Your shoulders are slightly closed in a closed stance and more squared in the even or open versions. No matter which stance you choose, point your face toward the pitcher's mound so that you can see the pitcher with both eyes.

Young hitters often make the mistake of looking out of only one eye. Sometimes they slightly cock their heads to the side so that one eye is closer to the pitcher than the other. This stance alters your depth perception. You need both eyes on a parallel plane if you are going to read the ball's spin and speed as quickly as possible. Tucking your chin behind your shoulder also limits your vision.
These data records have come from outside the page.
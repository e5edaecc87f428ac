//! Service layer for user account registration and administration.

use crate::{
    events::{DomainEvent, EventEnvelope, EventPublisher, publish_committed},
    rules::{
        Actor, Operation, RuleViolation, ensure_can_grant_role, ensure_can_target,
        ensure_no_memberships, ensure_permitted,
    },
    team::ports::{TeamRepository, TeamRepositoryError},
    user::{
        domain::{
            CredentialHash, EmailAddress, User, UserDomainError, UserId, UserRole, UserStatus,
            Username,
        },
        ports::{UserRepository, UserRepositoryError},
    },
};
use mockable::Clock;
use std::sync::Arc;
use thiserror::Error;

/// Request payload for registering a user account.
#[derive(Debug, Clone, PartialEq, Eq)]
pub struct RegisterUserRequest {
    actor_id: UserId,
    username: String,
    email: String,
    credential_hash: String,
    role: UserRole,
}

impl RegisterUserRequest {
    /// Creates a request for a [`UserRole::Developer`] account.
    #[must_use]
    pub fn new(
        actor_id: UserId,
        username: impl Into<String>,
        email: impl Into<String>,
        credential_hash: impl Into<String>,
    ) -> Self {
        Self {
            actor_id,
            username: username.into(),
            email: email.into(),
            credential_hash: credential_hash.into(),
            role: UserRole::Developer,
        }
    }

    /// Sets the role granted to the new account.
    #[must_use]
    pub const fn with_role(mut self, role: UserRole) -> Self {
        self.role = role;
        self
    }
}

/// Request payload for creating the first administrator of an empty
/// directory.
#[derive(Debug, Clone, PartialEq, Eq)]
pub struct BootstrapAdminRequest {
    username: String,
    email: String,
    credential_hash: String,
}

impl BootstrapAdminRequest {
    /// Creates a bootstrap request.
    #[must_use]
    pub fn new(
        username: impl Into<String>,
        email: impl Into<String>,
        credential_hash: impl Into<String>,
    ) -> Self {
        Self {
            username: username.into(),
            email: email.into(),
            credential_hash: credential_hash.into(),
        }
    }
}

/// Request payload for changing a user's system role.
#[derive(Debug, Clone, Copy, PartialEq, Eq)]
pub struct ChangeRoleRequest {
    actor_id: UserId,
    user_id: UserId,
    role: UserRole,
}

impl ChangeRoleRequest {
    /// Creates a role change request.
    #[must_use]
    pub const fn new(actor_id: UserId, user_id: UserId, role: UserRole) -> Self {
        Self {
            actor_id,
            user_id,
            role,
        }
    }
}

/// Service-level errors for user directory operations.
#[derive(Debug, Error)]
pub enum UserDirectoryError {
    /// Input validation failed.
    #[error(transparent)]
    Domain(#[from] UserDomainError),
    /// A business rule denied the operation.
    #[error(transparent)]
    Rule(#[from] RuleViolation),
    /// Repository operation failed.
    #[error(transparent)]
    Repository(#[from] UserRepositoryError),
    /// Team lookup failed.
    #[error(transparent)]
    Teams(#[from] TeamRepositoryError),
    /// The acting user does not exist.
    #[error("acting user not found: {0}")]
    ActorNotFound(UserId),
    /// The targeted user does not exist.
    #[error("user not found: {0}")]
    UserNotFound(UserId),
    /// The directory already holds users.
    #[error("directory is not empty; bootstrap is only allowed once")]
    AlreadyBootstrapped,
}

/// Result type for user directory operations.
pub type UserDirectoryResult<T> = Result<T, UserDirectoryError>;

/// User account orchestration service.
#[derive(Clone)]
pub struct UserDirectoryService<R, T, E, C>
where
    R: UserRepository,
    T: TeamRepository,
    E: EventPublisher,
    C: Clock + Send + Sync,
{
    repository: Arc<R>,
    teams: Arc<T>,
    events: Arc<E>,
    clock: Arc<C>,
}

impl<R, T, E, C> UserDirectoryService<R, T, E, C>
where
    R: UserRepository,
    T: TeamRepository,
    E: EventPublisher,
    C: Clock + Send + Sync,
{
    /// Creates a new user directory service.
    ///
    /// `teams` is consulted before deleting accounts.
    #[must_use]
    pub const fn new(repository: Arc<R>, teams: Arc<T>, events: Arc<E>, clock: Arc<C>) -> Self {
        Self {
            repository,
            teams,
            events,
            clock,
        }
    }

    /// Creates the first administrator when the directory is empty.
    ///
    /// # Errors
    ///
    /// Returns [`UserDirectoryError::AlreadyBootstrapped`] when any user
    /// exists, or [`UserDirectoryError::Domain`] when input validation fails.
    pub async fn bootstrap_admin(&self, request: BootstrapAdminRequest) -> UserDirectoryResult<User> {
        if self.repository.count().await? > 0 {
            return Err(UserDirectoryError::AlreadyBootstrapped);
        }

        let user = User::new(
            Username::new(request.username)?,
            EmailAddress::new(request.email)?,
            CredentialHash::new(request.credential_hash)?,
            UserRole::Admin,
            &*self.clock,
        );
        self.repository.store(&user).await?;
        tracing::info!(user_id = %user.id(), "bootstrapped administrator account");
        self.publish(
            DomainEvent::UserRegistered {
                user_id: user.id(),
                role: user.role(),
            },
            user.id(),
        )
        .await;
        Ok(user)
    }

    /// Registers a new user account on behalf of an administrator.
    ///
    /// # Errors
    ///
    /// Returns [`UserDirectoryError::Rule`] when the actor may not create
    /// users or grant the requested role, [`UserDirectoryError::Domain`] when
    /// input validation fails, or [`UserDirectoryError::Repository`] when the
    /// username is taken.
    pub async fn register_user(&self, request: RegisterUserRequest) -> UserDirectoryResult<User> {
        let RegisterUserRequest {
            actor_id,
            username,
            email,
            credential_hash,
            role,
        } = request;

        let actor = self.actor(actor_id).await?;
        authorize(|| {
            ensure_permitted(&actor, Operation::CreateUser)?;
            ensure_can_grant_role(&actor, role, Operation::CreateUser)
        })?;

        let user = User::new(
            Username::new(username)?,
            EmailAddress::new(email)?,
            CredentialHash::new(credential_hash)?,
            role,
            &*self.clock,
        );
        self.repository.store(&user).await?;
        tracing::info!(
            actor_id = %actor_id,
            user_id = %user.id(),
            role = %role,
            "registered user account"
        );
        self.publish(
            DomainEvent::UserRegistered {
                user_id: user.id(),
                role,
            },
            actor_id,
        )
        .await;
        Ok(user)
    }

    /// Changes another user's system role.
    ///
    /// # Errors
    ///
    /// Returns [`UserDirectoryError::Rule`] when the actor does not outrank
    /// the target or may not grant the role, or a not-found error when either
    /// user is missing.
    pub async fn change_role(&self, request: ChangeRoleRequest) -> UserDirectoryResult<User> {
        let actor = self.actor(request.actor_id).await?;
        let mut user = self.target(request.user_id).await?;
        let previous = user.role();
        authorize(|| {
            ensure_can_target(&actor, user.id(), previous, Operation::ModifyRole)?;
            ensure_can_grant_role(&actor, request.role, Operation::ModifyRole)
        })?;

        if previous == request.role {
            return Ok(user);
        }
        user.change_role(request.role, &*self.clock);
        self.repository.update(&user).await?;
        tracing::info!(
            actor_id = %actor.id(),
            user_id = %user.id(),
            from = %previous,
            to = %request.role,
            "changed user role"
        );
        self.publish(
            DomainEvent::UserRoleChanged {
                user_id: user.id(),
                from: previous,
                to: request.role,
            },
            actor.id(),
        )
        .await;
        Ok(user)
    }

    /// Deactivates another user's account.
    ///
    /// Existing task assignments are kept; the user can no longer act, join
    /// teams or receive new assignments.
    ///
    /// # Errors
    ///
    /// Returns [`UserDirectoryError::Rule`] for self-deactivation or missing
    /// privileges, or a not-found error when either user is missing.
    pub async fn deactivate_user(
        &self,
        actor_id: UserId,
        user_id: UserId,
    ) -> UserDirectoryResult<User> {
        self.set_status(actor_id, user_id, UserStatus::Inactive, Operation::DeactivateUser)
            .await
    }

    /// Reactivates another user's account.
    ///
    /// # Errors
    ///
    /// Returns [`UserDirectoryError::Rule`] when the actor lacks privileges,
    /// or a not-found error when either user is missing.
    pub async fn activate_user(
        &self,
        actor_id: UserId,
        user_id: UserId,
    ) -> UserDirectoryResult<User> {
        self.set_status(actor_id, user_id, UserStatus::Active, Operation::ActivateUser)
            .await
    }

    /// Deletes another user's account.
    ///
    /// The user must first be removed from every team. Member removal
    /// refuses members with unfinished tasks, so a deletable user holds no
    /// open assignments either.
    ///
    /// # Errors
    ///
    /// Returns [`UserDirectoryError::Rule`] for self-deletion, missing
    /// privileges or remaining team memberships, or a not-found error when
    /// either user is missing.
    pub async fn delete_user(&self, actor_id: UserId, user_id: UserId) -> UserDirectoryResult<()> {
        let actor = self.actor(actor_id).await?;
        let user = self.target(user_id).await?;
        authorize(|| ensure_can_target(&actor, user.id(), user.role(), Operation::DeleteUser))?;
        let memberships = self.teams.find_by_member(user.id()).await?.len();
        authorize(|| ensure_no_memberships(user.id(), memberships))?;

        self.repository.remove(user.id()).await?;
        tracing::info!(actor_id = %actor_id, user_id = %user_id, "deleted user account");
        self.publish(DomainEvent::UserDeleted { user_id }, actor_id)
            .await;
        Ok(())
    }

    /// Retrieves a user by identifier.
    ///
    /// Returns `Ok(None)` when the user does not exist.
    ///
    /// # Errors
    ///
    /// Returns [`UserDirectoryError::Repository`] when lookup fails.
    pub async fn find_by_id(&self, user_id: UserId) -> UserDirectoryResult<Option<User>> {
        Ok(self.repository.find_by_id(user_id).await?)
    }

    async fn set_status(
        &self,
        actor_id: UserId,
        user_id: UserId,
        status: UserStatus,
        operation: Operation,
    ) -> UserDirectoryResult<User> {
        let actor = self.actor(actor_id).await?;
        let mut user = self.target(user_id).await?;
        authorize(|| ensure_can_target(&actor, user.id(), user.role(), operation))?;

        if user.status() == status {
            return Ok(user);
        }
        authorize(|| user.transition_to(status, &*self.clock))?;
        self.repository.update(&user).await?;
        tracing::info!(
            actor_id = %actor_id,
            user_id = %user_id,
            status = %status,
            "changed user account status"
        );
        self.publish(DomainEvent::UserStatusChanged { user_id, status }, actor_id)
            .await;
        Ok(user)
    }

    async fn actor(&self, actor_id: UserId) -> UserDirectoryResult<Actor> {
        self.repository
            .find_by_id(actor_id)
            .await?
            .map(|user| user.as_actor())
            .ok_or(UserDirectoryError::ActorNotFound(actor_id))
    }

    async fn target(&self, user_id: UserId) -> UserDirectoryResult<User> {
        self.repository
            .find_by_id(user_id)
            .await?
            .ok_or(UserDirectoryError::UserNotFound(user_id))
    }

    async fn publish(&self, event: DomainEvent, actor_id: UserId) {
        publish_committed(&*self.events, EventEnvelope::new(event, actor_id, &*self.clock)).await;
    }
}

/// Evaluates rule checks, logging any denial.
fn authorize(
    check: impl FnOnce() -> Result<(), RuleViolation>,
) -> Result<(), RuleViolation> {
    check().inspect_err(|violation| tracing::warn!(%violation, "user directory operation denied"))
}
Keep your head square and still throughout your stride and swing. You may hear broadcasters discuss how a hitter keeps his head down throughout his swing. That's always good policy. Keeping your head down keeps your eyes on the ball. Move your head, and your body follows - and your swing suffers.
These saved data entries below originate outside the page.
//! Team and membership management.
//!
//! Teams own a bounded member collection and move through an
//! active/inactive/archived lifecycle. The module follows hexagonal
//! architecture:
//!
//! - Domain types in [`domain`]
//! - Port contracts in [`ports`]
//! - Adapter implementations in [`adapters`]
//! - Orchestration services in [`services`]

pub mod adapters;
pub mod domain;
pub mod ports;
pub mod services;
When taking your stance, bend your knees slightly to allow greater freedom of movement. An erect stance restricts your lower body's maneuverability. How far you spread your legs apart is a matter of personal preference.
(see below).

"Batting stances vary widely, and all players develop their own styles. Combine these basic elements with what feels comfortable for you."




Load & Stride

Loading Phase

Many young hitters swing the bat after the ball is past them, and many times this happens because they don't get into the load position in time. Load position refers to the position that the body and bat need to be in just prior to the swing. The loading phase refers to striding and the positioning of the bat. This phase is important because, if done properly, it can help the hitter make solid contact with the baseball on a more consistent basis.

Positioning The Bat

Once the pitcher begins his movement forward with the pitch, the batter should then 'load'. What this involves is a slight movement inward and backwards (about 2 inches) of the batters hands, shoulders, hips and knees. The batter's weight shifts from a 50/50 to a 40/60 front to back ratio. During this load it is important to not move the head and to keep your eyes on the ball.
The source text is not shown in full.